# Herping in Spain (Many Photos) Part 2



## JaySteel (Jan 28, 2010)

Throughout the week Under many of the larger items that I turned over looking for snakes I found many of these fairly large black beetles. I'm assuming that these were some type of dung beetle?












There were also many different types of moths and butterflies. One was as large as my fist but never landed to give me a shot. This was the only good shot I did capture of a fairly small and plain looking moth or butterfly:





By the end of my holiday I had pretty much given up on any chance of finding any snakes to photograph and I'd made the mistake of now leaving my snake hook back at the hotel. I discovered a great spot to find the Moorish Geckos though. There is a large 8-10ft wall covered in graffiti that surrounds the water park in Torremolinos. On every visit to this wall I spotted at least 10 adult geckos. Some were basking openly on the walls but most were concealed within cracks and gaps in the wall. During the day time these geckos are far more nervous and usually disappeared as soon as I approached them with my camera. Here's a shot of a large and darkly coloured example that was in the typical hiding place within this wall. This one shows why the Moorish Gecko is commonly referred to as the Crocodile Gecko too:












It was whilst attempting to photograph one of these geckos that I finally found what I was after. As I approached a gecko basking on the wall it quickly fled upwards. I stood at the base of this 8-10ft wall watching as the gecko ran straight up above me. It approached the top of the wall and I was shocked as a long thin snake sprang from the top of the wall and struck for the gecko! The gecko was lucky and managed to dodge the snake's strike and quickly scurried away. The snake was just as shocked to see me standing beneath it and it hung there for a few seconds carefully watching me. It then retreated and slid slowly back to the top of the wall where it sat watching me knowing that it was safely out of my reach. I did grab a couple of quick poor quality shots before if slid back over the other side of the wall. At this stage I wasn't sure what type of snake it was that I had just seen. It was probably about 2.5ft long with a cream/yellow underside and a dark upperside to its body.

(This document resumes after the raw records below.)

//! Core types for Emporium.
//!
//! This module provides type-safe wrappers for common domain concepts.

pub mod email;
pub mod id;
pub mod money;
pub mod page;
pub mod status;

pub use email::{Email, EmailError};
pub use id::*;
pub use money::{CurrencyCode, Money, round_money};
pub use page::{Page, PageRequest};
pub use status::*;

I then stood motionless looking up hoping that the snake would return for a few minutes until I was shocked even further. There was a 1.5 inch gap in the wall and hidden in this gap right in front of my face another similar snake was staring right at me. I now had a very good look at the snake and I fairly sure that they were Western Whip Snakes. This one had a more orange underside and was slightly larger than the first. I reached into the wall but the snake was just out of reach. It made no attempt to flee and seemed to know that it was safe. I was horrified once I realised that I didn't have my snake hook on my. If I had then this reptile would have been such an easy capture for a photograph. As it was I was helpless to do anything as I raced to get my camera set-up before the snake slithered off. By the time my camera was ready it was too late. The snake had disappeared following its companion to the safety of the other side of the wall. I was very frustrated but at the same time grateful that On the last day of my holiday I had finally found what I'd spent the week looking for.

If anyone can help with the identification of any of the subjects in my photos then it would be very much appreciated. I'd also like to say a large "Thank you" to Thrasops (Francis) for all his helpful advice about herping in Spain prior to my holiday.

Thanks for reading! Best regards,
Jason



.


----------